**HOW TO COMPLETE THIS TASK**
Search the listing below for the string "RetryConfig" and copy every line where it occurs.

**SUPPLIED DATA**
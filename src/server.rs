//! HTTP surface of the gateway.
//!
//! Exposes the translate endpoints consumed by the site's rendering
//! components, the operational health/languages endpoints, and the
//! locale-gated page fallback. Provider failures never surface here as
//! error responses; only caller bugs (missing fields, unknown language
//! codes, bad credentials) do.

use std::sync::Arc;

use anyhow::Result;
use axum::{
    extract::State,
    http::{HeaderMap, StatusCode, Uri},
    middleware,
    response::{IntoResponse, Response},
    routing::{get, post},
    Extension, Json, Router,
};
use chrono::{DateTime, Utc};
use serde::{Deserialize, Serialize};
use thiserror::Error;
use tower_http::trace::TraceLayer;

use crate::config::Config;
use crate::gate::locale_gate;
use crate::i18n::{Language, LanguageRegistry, MetricsReport, TranslationMetrics};
use crate::locale::LocaleDecision;
use crate::property::PropertyRecord;
use crate::provider::ProviderClient;
use crate::security::constant_time_compare;
use crate::structured::StructuredTranslator;
use crate::translator::TextTranslator;

/// Shared application state: configuration plus the translator that owns
/// this process's translation cache.
pub struct AppState {
    pub config: Config,
    pub translator: TextTranslator,
}

impl AppState {
    pub fn new(config: Config) -> Result<Self> {
        let provider = ProviderClient::new(&config)?;
        let translator = TextTranslator::new(provider, config.cache_capacity);
        Ok(Self { config, translator })
    }
}

/// Build the full router: API routes, the locale-gated page fallback, and
/// request tracing.
pub fn router(state: Arc<AppState>) -> Router {
    Router::new()
        .route("/api/translate", post(translate_text))
        .route("/api/translate/batch", post(translate_batch))
        .route("/api/translate/property", post(translate_property))
        .route("/api/translate/health", get(health))
        .route("/api/languages", get(languages))
        .fallback(localized_page)
        .layer(middleware::from_fn_with_state(state.clone(), locale_gate))
        .layer(TraceLayer::new_for_http())
        .with_state(state)
}

// ==================== Error taxonomy ====================

/// Client errors surfaced by the API. Transient provider conditions are
/// handled inside the translator and never appear here.
#[derive(Debug, Error)]
pub enum ApiError {
    #[error("Unsupported language code '{0}'; supported codes are hy, en, ru")]
    UnsupportedLanguage(String),

    #[error("Missing required field '{0}'")]
    MissingField(&'static str),

    #[error("Invalid or missing API key")]
    Unauthorized,
}

impl ApiError {
    fn status(&self) -> StatusCode {
        match self {
            ApiError::UnsupportedLanguage(_) | ApiError::MissingField(_) => {
                StatusCode::BAD_REQUEST
            }
            ApiError::Unauthorized => StatusCode::UNAUTHORIZED,
        }
    }
}

impl IntoResponse for ApiError {
    fn into_response(self) -> Response {
        let body = Json(ErrorResponse {
            success: false,
            error: self.to_string(),
        });
        (self.status(), body).into_response()
    }
}

#[derive(Debug, Serialize)]
struct ErrorResponse {
    success: bool,
    error: String,
}

// ==================== Wire types ====================

#[derive(Debug, Deserialize)]
#[serde(rename_all = "camelCase")]
pub struct TranslateTextRequest {
    #[serde(default)]
    pub text: Option<String>,
    #[serde(default)]
    pub source_language: Option<String>,
    #[serde(default)]
    pub target_language: Option<String>,
}

#[derive(Debug, Serialize)]
#[serde(rename_all = "camelCase")]
pub struct TranslateTextResponse {
    pub success: bool,
    pub translation: String,
    pub degraded: bool,
}

#[derive(Debug, Deserialize)]
#[serde(rename_all = "camelCase")]
pub struct TranslateBatchRequest {
    #[serde(default)]
    pub texts: Option<Vec<String>>,
    #[serde(default)]
    pub source_language: Option<String>,
    #[serde(default)]
    pub target_language: Option<String>,
}

#[derive(Debug, Serialize)]
#[serde(rename_all = "camelCase")]
pub struct TranslateBatchResponse {
    pub success: bool,
    pub translations: Vec<String>,
    pub degraded: bool,
}

#[derive(Debug, Deserialize)]
#[serde(rename_all = "camelCase")]
pub struct TranslatePropertyRequest {
    #[serde(default)]
    pub property: Option<PropertyRecord>,
    #[serde(default)]
    pub target_language: Option<String>,
}

#[derive(Debug, Serialize)]
#[serde(rename_all = "camelCase")]
pub struct TranslatePropertyResponse {
    pub success: bool,
    pub property: PropertyRecord,
    pub degraded: bool,
}

#[derive(Debug, Serialize)]
#[serde(rename_all = "camelCase")]
pub struct HealthResponse {
    pub success: bool,
    pub provider_reachable: bool,
    pub cache_size: usize,
    pub metrics: MetricsReport,
    pub checked_at: DateTime<Utc>,
}

#[derive(Debug, Serialize)]
#[serde(rename_all = "camelCase")]
pub struct LanguageInfo {
    pub code: &'static str,
    pub name: &'static str,
    pub native_name: &'static str,
}

#[derive(Debug, Serialize)]
#[serde(rename_all = "camelCase")]
pub struct LanguagesResponse {
    pub success: bool,
    pub languages: Vec<LanguageInfo>,
}

#[derive(Debug, Serialize)]
#[serde(rename_all = "camelCase")]
pub struct PageContext {
    pub success: bool,
    pub locale: &'static str,
    pub path: String,
}

// ==================== Helpers ====================

fn parse_target(code: Option<&str>) -> Result<Language, ApiError> {
    let code = code.ok_or(ApiError::MissingField("targetLanguage"))?;
    Language::from_code(code).map_err(|_| ApiError::UnsupportedLanguage(code.to_string()))
}

/// Absent source means the canonical language: listing content is always
/// authored in Armenian.
fn parse_source(code: Option<&str>) -> Result<Language, ApiError> {
    match code {
        Some(code) => {
            Language::from_code(code).map_err(|_| ApiError::UnsupportedLanguage(code.to_string()))
        }
        None => Ok(Language::canonical()),
    }
}

fn check_api_key(state: &AppState, headers: &HeaderMap) -> Result<(), ApiError> {
    let Some(expected) = &state.config.api_key else {
        return Ok(());
    };
    let provided = headers
        .get("x-api-key")
        .and_then(|v| v.to_str().ok())
        .unwrap_or("");
    if constant_time_compare(provided, expected) {
        Ok(())
    } else {
        Err(ApiError::Unauthorized)
    }
}

// ==================== Handlers ====================

async fn translate_text(
    State(state): State<Arc<AppState>>,
    headers: HeaderMap,
    Json(request): Json<TranslateTextRequest>,
) -> Result<Json<TranslateTextResponse>, ApiError> {
    check_api_key(&state, &headers)?;
    let target = parse_target(request.target_language.as_deref())?;
    let source = parse_source(request.source_language.as_deref())?;
    let text = request.text.ok_or(ApiError::MissingField("text"))?;

    let outcome = state.translator.translate(&text, source, target).await;

    Ok(Json(TranslateTextResponse {
        success: true,
        degraded: outcome.is_fallback(),
        translation: outcome.into_text(),
    }))
}

async fn translate_batch(
    State(state): State<Arc<AppState>>,
    headers: HeaderMap,
    Json(request): Json<TranslateBatchRequest>,
) -> Result<Json<TranslateBatchResponse>, ApiError> {
    check_api_key(&state, &headers)?;
    let target = parse_target(request.target_language.as_deref())?;
    let source = parse_source(request.source_language.as_deref())?;
    let texts = request.texts.ok_or(ApiError::MissingField("texts"))?;

    let outcomes = state.translator.translate_batch(&texts, source, target).await;
    let degraded = outcomes.iter().any(|o| o.is_fallback());

    Ok(Json(TranslateBatchResponse {
        success: true,
        translations: outcomes.into_iter().map(|o| o.into_text()).collect(),
        degraded,
    }))
}

async fn translate_property(
    State(state): State<Arc<AppState>>,
    headers: HeaderMap,
    Json(request): Json<TranslatePropertyRequest>,
) -> Result<Json<TranslatePropertyResponse>, ApiError> {
    check_api_key(&state, &headers)?;
    let target = parse_target(request.target_language.as_deref())?;
    let property = request.property.ok_or(ApiError::MissingField("property"))?;

    let structured = StructuredTranslator::new(&state.translator);
    let result = structured.translate_record(&property, target).await;

    Ok(Json(TranslatePropertyResponse {
        success: true,
        degraded: result.is_degraded(),
        property: result.record,
    }))
}

async fn health(State(state): State<Arc<AppState>>) -> Json<HealthResponse> {
    let provider_reachable = state.translator.test_connection().await;

    Json(HealthResponse {
        success: true,
        provider_reachable,
        cache_size: state.translator.cache_size(),
        metrics: TranslationMetrics::global().report(),
        checked_at: Utc::now(),
    })
}

async fn languages() -> Json<LanguagesResponse> {
    let languages = LanguageRegistry::get()
        .list_enabled()
        .into_iter()
        .map(|config| LanguageInfo {
            code: config.code,
            name: config.name,
            native_name: config.native_name,
        })
        .collect();

    Json(LanguagesResponse {
        success: true,
        languages,
    })
}

/// Hand-off point for the rendering frontend: every locale-prefixed page
/// path lands here with the gate's decision attached. Excluded paths that
/// match no route (stray asset requests) have no decision and 404.
async fn localized_page(
    decision: Option<Extension<LocaleDecision>>,
    uri: Uri,
) -> Response {
    match decision {
        Some(Extension(decision)) => Json(PageContext {
            success: true,
            locale: decision.language.code(),
            path: uri.path().to_string(),
        })
        .into_response(),
        None => StatusCode::NOT_FOUND.into_response(),
    }
}
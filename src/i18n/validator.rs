//! Translation quality validation module.
//!
//! Listing copy is full of tokens that must survive translation byte for
//! byte: measurements ("65 քմ"), prices, construction years, phone-less
//! contact URLs and email addresses. This module compares source and
//! translated text and reports mismatches. Reports are observability only;
//! a bad translation is still returned to the caller.

use regex::Regex;
use std::sync::OnceLock;

/// Validation report containing errors and warnings about a translation.
#[derive(Debug, Clone, PartialEq, Eq)]
pub struct ValidationReport {
    /// Critical errors that indicate translation issues
    pub errors: Vec<String>,

    /// Non-critical warnings about potential issues
    pub warnings: Vec<String>,
}

impl ValidationReport {
    /// Create a new empty validation report
    pub fn new() -> Self {
        Self {
            errors: Vec::new(),
            warnings: Vec::new(),
        }
    }

    /// Check if the report has any errors
    pub fn has_errors(&self) -> bool {
        !self.errors.is_empty()
    }

    /// Check if the report has any warnings
    pub fn has_warnings(&self) -> bool {
        !self.warnings.is_empty()
    }

    /// Check if the report is clean (no errors or warnings)
    pub fn is_clean(&self) -> bool {
        !self.has_errors() && !self.has_warnings()
    }
}

impl Default for ValidationReport {
    fn default() -> Self {
        Self::new()
    }
}

/// Validator for translation quality.
pub struct TranslationValidator;

// Regex patterns for extraction (cached for performance)
static NUMBER_REGEX: OnceLock<Regex> = OnceLock::new();
static URL_REGEX: OnceLock<Regex> = OnceLock::new();
static EMAIL_REGEX: OnceLock<Regex> = OnceLock::new();

impl TranslationValidator {
    /// Validate that a translation preserves important elements from the
    /// original.
    ///
    /// Checks that:
    /// - numbers (prices, areas, room counts, years) are preserved
    /// - URLs are preserved
    /// - email addresses are preserved
    /// - a non-empty source did not translate to an empty string
    pub fn validate(original: &str, translated: &str) -> ValidationReport {
        let mut report = ValidationReport::new();

        if !original.trim().is_empty() && translated.trim().is_empty() {
            report
                .errors
                .push("Non-empty source translated to empty text".to_string());
            return report;
        }

        // Numbers: order-insensitive comparison; translators may reorder
        // clauses, but every figure must survive.
        let mut orig_numbers = Self::extract_numbers(original);
        let mut trans_numbers = Self::extract_numbers(translated);
        orig_numbers.sort();
        trans_numbers.sort();
        if orig_numbers != trans_numbers {
            report.warnings.push(format!(
                "Number mismatch: original has {:?}, translation has {:?}",
                orig_numbers, trans_numbers
            ));
        }

        let orig_urls = Self::extract_urls(original);
        let trans_urls = Self::extract_urls(translated);
        if orig_urls != trans_urls {
            report.warnings.push(format!(
                "URL mismatch: original has {} URLs, translation has {} URLs",
                orig_urls.len(),
                trans_urls.len()
            ));
        }

        let orig_emails = Self::extract_emails(original);
        let trans_emails = Self::extract_emails(translated);
        if orig_emails != trans_emails {
            report.warnings.push(format!(
                "Email mismatch: original has {:?}, translation has {:?}",
                orig_emails, trans_emails
            ));
        }

        report
    }

    /// Extract all numeric tokens (integers and decimals) from text
    fn extract_numbers(text: &str) -> Vec<String> {
        let regex = NUMBER_REGEX.get_or_init(|| Regex::new(r"\d+(?:[.,]\d+)?").unwrap());

        regex
            .find_iter(text)
            .map(|m| m.as_str().to_string())
            .collect()
    }

    /// Extract all URLs from text
    fn extract_urls(text: &str) -> Vec<String> {
        let regex = URL_REGEX.get_or_init(|| Regex::new(r"https?://[^\s)\]]+").unwrap());

        regex
            .find_iter(text)
            .map(|m| m.as_str().to_string())
            .collect()
    }

    /// Extract all email addresses from text
    fn extract_emails(text: &str) -> Vec<String> {
        let regex = EMAIL_REGEX.get_or_init(|| {
            Regex::new(r"[a-zA-Z0-9._%+\-]+@[a-zA-Z0-9.\-]+\.[a-zA-Z]{2,}").unwrap()
        });

        regex
            .find_iter(text)
            .map(|m| m.as_str().to_string())
            .collect()
    }
}
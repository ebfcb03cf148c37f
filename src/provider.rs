use crate::config::Config;
use crate::i18n::Language;
use crate::retry::{with_retry_if, RetryConfig};
use anyhow::{Context, Result};
use serde::{Deserialize, Serialize};
use tracing::debug;

/// Wire request for the external translation provider.
#[derive(Debug, Serialize)]
struct ProviderRequest<'a> {
    texts: &'a [&'a str],
    source: &'static str,
    target: &'static str,
}

/// Wire response from the external translation provider.
#[derive(Debug, Deserialize)]
struct ProviderResponse {
    translations: Vec<String>,
}

/// HTTP client for the external translation service.
///
/// The provider is opaque: it receives texts plus a language pair and
/// returns translated texts in the same order. One logical translate
/// operation maps to one POST, retried only on transient failures.
pub struct ProviderClient {
    client: reqwest::Client,
    api_url: String,
    api_key: String,
}

impl ProviderClient {
    pub fn new(config: &Config) -> Result<Self> {
        let client = reqwest::Client::builder()
            .timeout(std::time::Duration::from_secs(config.provider_timeout_secs))
            .build()
            .context("Failed to create provider HTTP client")?;

        Ok(Self {
            client,
            api_url: config.provider_api_url.trim_end_matches('/').to_string(),
            api_key: config.provider_api_key.clone(),
        })
    }

    /// Translate a batch of texts in one provider round-trip.
    ///
    /// The returned vector has exactly the same length and order as `texts`;
    /// a response of any other length is treated as malformed and surfaced
    /// as an error.
    pub async fn translate(
        &self,
        texts: &[&str],
        source: Language,
        target: Language,
    ) -> Result<Vec<String>> {
        let request = ProviderRequest {
            texts,
            source: source.code(),
            target: target.code(),
        };

        let translations = with_retry_if(
            &RetryConfig::provider_call(),
            &format!("Translation to {}", target.name()),
            || async {
                let response = self
                    .client
                    .post(format!("{}/translate", self.api_url))
                    .header("Authorization", format!("Bearer {}", self.api_key))
                    .json(&request)
                    .send()
                    .await
                    .context("Failed to send request to translation provider")?;

                if !response.status().is_success() {
                    let status = response.status();
                    let body = response
                        .text()
                        .await
                        .unwrap_or_else(|e| format!("<failed to read body: {}>", e));
                    anyhow::bail!("Translation provider error ({}): {}", status, body);
                }

                let parsed: ProviderResponse = response
                    .json()
                    .await
                    .context("Failed to parse translation provider response")?;

                if parsed.translations.len() != texts.len() {
                    anyhow::bail!(
                        "Translation provider returned {} translations for {} texts",
                        parsed.translations.len(),
                        texts.len()
                    );
                }

                Ok(parsed.translations)
            },
            is_retryable_error,
        )
        .await?;

        debug!(
            "Provider translated {} text(s) {} -> {}",
            texts.len(),
            source.code(),
            target.code()
        );

        Ok(translations)
    }

    /// Probe the provider's health endpoint. Used by operational checks
    /// only, never on the request-serving path.
    pub async fn health_check(&self) -> bool {
        match self
            .client
            .get(format!("{}/health", self.api_url))
            .header("Authorization", format!("Bearer {}", self.api_key))
            .send()
            .await
        {
            Ok(response) => response.status().is_success(),
            Err(_) => false,
        }
    }
}

/// Determine if an error is retryable (5xx errors, 429 rate limit, network
/// errors). Other 4xx client errors should not be retried.
fn is_retryable_error(error: &anyhow::Error) -> bool {
    let error_str = error.to_string();

    // Error format: "Translation provider error (400 Bad Request): ..."
    if error_str.contains("Translation provider error") {
        if let Some(start) = error_str.find('(') {
            if let Some(end) = error_str[start..].find(')') {
                let status_str = &error_str[start + 1..start + end];
                // Extract just the numeric status code (e.g., "400" from "400 Bad Request")
                let status_num = status_str.split_whitespace().next().unwrap_or("");
                if let Ok(status) = status_num.parse::<u16>() {
                    // Retry 429 (rate limit) and 5xx errors
                    // Don't retry other 4xx errors (400, 401, 403, etc.)
                    return status == 429 || status >= 500;
                }
            }
        }
    }

    // Retry network errors, timeouts, and other transient failures
    true
}
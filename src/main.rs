use std::sync::Arc;

use anyhow::Result;
use listing_locale_gateway::{config::Config, server};
use tracing::info;

#[tokio::main]
async fn main() -> Result<()> {
    // Load .env file (ignored in production)
    let _ = dotenvy::dotenv();

    // Initialize logging
    tracing_subscriber::fmt()
        .with_env_filter(
            tracing_subscriber::EnvFilter::from_default_env()
                .add_directive("listing_locale_gateway=info".parse()?),
        )
        .init();

    // Load configuration from environment
    let config = Config::from_env()?;
    let port = config.port;

    let state = Arc::new(server::AppState::new(config)?);
    let app = server::router(state);

    let addr = std::net::SocketAddr::from(([0, 0, 0, 0], port));
    info!("Locale gateway listening on http://{}", addr);

    let listener = tokio::net::TcpListener::bind(addr).await?;
    axum::serve(listener, app).await?;

    Ok(())
}
//! Language registry: Single source of truth for all supported languages.
//!
//! The site serves exactly three UI languages. All listing content is
//! authored in Armenian; English and Russian are translation targets.
//! The registry uses a singleton pattern with `OnceLock` to ensure
//! thread-safe initialization and access.

use std::sync::OnceLock;

/// Configuration for a supported language.
#[derive(Debug, Clone)]
pub struct LanguageConfig {
    /// ISO 639-1 language code (e.g., "hy", "en", "ru")
    pub code: &'static str,

    /// English name of the language (e.g., "Armenian", "Russian")
    pub name: &'static str,

    /// Native name of the language (e.g., "Հայերեն", "Русский")
    pub native_name: &'static str,

    /// Whether this is the canonical/source language (only one should be true)
    pub is_canonical: bool,

    /// Whether this language is enabled for use
    pub enabled: bool,
}

/// Global language registry singleton.
///
/// Initialized once on first access and immutable thereafter.
pub struct LanguageRegistry {
    languages: Vec<LanguageConfig>,
}

/// Global registry instance (initialized lazily)
static REGISTRY: OnceLock<LanguageRegistry> = OnceLock::new();

impl LanguageRegistry {
    /// Get the global language registry instance.
    pub fn get() -> &'static LanguageRegistry {
        REGISTRY.get_or_init(|| LanguageRegistry {
            languages: supported_languages(),
        })
    }

    /// Get a language configuration by its code.
    pub fn get_by_code(&self, code: &str) -> Option<&LanguageConfig> {
        self.languages.iter().find(|lang| lang.code == code)
    }

    /// Get all enabled languages.
    pub fn list_enabled(&self) -> Vec<&LanguageConfig> {
        self.languages.iter().filter(|lang| lang.enabled).collect()
    }

    /// Get the canonical language configuration.
    ///
    /// The canonical language is the source language for all translations
    /// (Armenian). There should be exactly one canonical language.
    ///
    /// # Panics
    /// Panics if no canonical language is found or if multiple canonical
    /// languages are defined (this indicates a configuration error).
    pub fn canonical(&self) -> &LanguageConfig {
        let canonical_langs: Vec<_> = self
            .languages
            .iter()
            .filter(|lang| lang.is_canonical)
            .collect();

        match canonical_langs.len() {
            0 => panic!("No canonical language found in registry"),
            1 => canonical_langs[0],
            _ => panic!("Multiple canonical languages found in registry"),
        }
    }

    /// Check if a language code is supported and enabled.
    pub fn is_enabled(&self, code: &str) -> bool {
        self.get_by_code(code)
            .map(|lang| lang.enabled)
            .unwrap_or(false)
    }
}

/// The fixed set of supported languages.
///
/// Armenian is the canonical language: every listing is authored in it.
fn supported_languages() -> Vec<LanguageConfig> {
    vec![
        LanguageConfig {
            code: "hy",
            name: "Armenian",
            native_name: "Հայերեն",
            is_canonical: true,
            enabled: true,
        },
        LanguageConfig {
            code: "en",
            name: "English",
            native_name: "English",
            is_canonical: false,
            enabled: true,
        },
        LanguageConfig {
            code: "ru",
            name: "Russian",
            native_name: "Русский",
            is_canonical: false,
            enabled: true,
        },
    ]
}
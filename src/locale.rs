//! Request locale resolution.
//!
//! A pure, synchronous precedence chain that maps the signals carried by an
//! inbound request to one of the three supported languages. No I/O happens
//! here; unrecognized inputs fall through to the next arm and ultimately to
//! the Armenian default.

use crate::i18n::Language;

/// The signal that decided the locale for a request.
#[derive(Debug, Clone, Copy, PartialEq, Eq)]
pub enum LocaleSource {
    /// Explicit locale segment at the start of the URL path
    Path,
    /// Persisted preference cookie
    Cookie,
    /// Accept-Language header
    Header,
    /// Coarse geolocation country code
    Geo,
    /// No signal matched
    Default,
}

/// The resolved language for a request plus the signal that produced it.
#[derive(Debug, Clone, Copy, PartialEq, Eq)]
pub struct LocaleDecision {
    pub language: Language,
    pub source: LocaleSource,
}

/// Country codes mapped to Russian when no stronger signal is present.
const RUSSIAN_SPEAKING_COUNTRIES: [&str; 6] = ["RU", "BY", "KZ", "KG", "TJ", "UZ"];

/// Resolve the language for a request.
///
/// Precedence, first match wins:
/// 1. first path segment is a supported code
/// 2. preference cookie holds a supported code
/// 3. Accept-Language substring scan: Armenian markers first ("hy", and
///    "am", which also matches Amharic and any `*-AM` region tag; Armenian
///    wins that ambiguity), then "ru", then "en". Quality weights in the
///    header are ignored.
/// 4. geolocation country: AM is Armenian; a fixed set of countries is Russian
/// 5. Armenian default
pub fn resolve(
    path_segments: &[&str],
    cookie: Option<&str>,
    accept_language: Option<&str>,
    geo_country: Option<&str>,
) -> LocaleDecision {
    if let Some(language) = path_segments.first().and_then(|s| Language::from_code(s).ok()) {
        return LocaleDecision {
            language,
            source: LocaleSource::Path,
        };
    }

    if let Some(language) = cookie.and_then(|c| Language::from_code(c.trim()).ok()) {
        return LocaleDecision {
            language,
            source: LocaleSource::Cookie,
        };
    }

    if let Some(header) = accept_language {
        let header = header.to_ascii_lowercase();
        let language = if header.contains("hy") || header.contains("am") {
            Some(Language::ARMENIAN)
        } else if header.contains("ru") {
            Some(Language::RUSSIAN)
        } else if header.contains("en") {
            Some(Language::ENGLISH)
        } else {
            None
        };
        if let Some(language) = language {
            return LocaleDecision {
                language,
                source: LocaleSource::Header,
            };
        }
    }

    if let Some(country) = geo_country {
        let country = country.trim();
        if country.eq_ignore_ascii_case("AM") {
            return LocaleDecision {
                language: Language::ARMENIAN,
                source: LocaleSource::Geo,
            };
        }
        if RUSSIAN_SPEAKING_COUNTRIES
            .iter()
            .any(|c| country.eq_ignore_ascii_case(c))
        {
            return LocaleDecision {
                language: Language::RUSSIAN,
                source: LocaleSource::Geo,
            };
        }
    }

    LocaleDecision {
        language: Language::canonical(),
        source: LocaleSource::Default,
    }
}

**TASK RESULT**
use crate::retry::{with_retry_if, RetryConfig};
            &RetryConfig::provider_call(),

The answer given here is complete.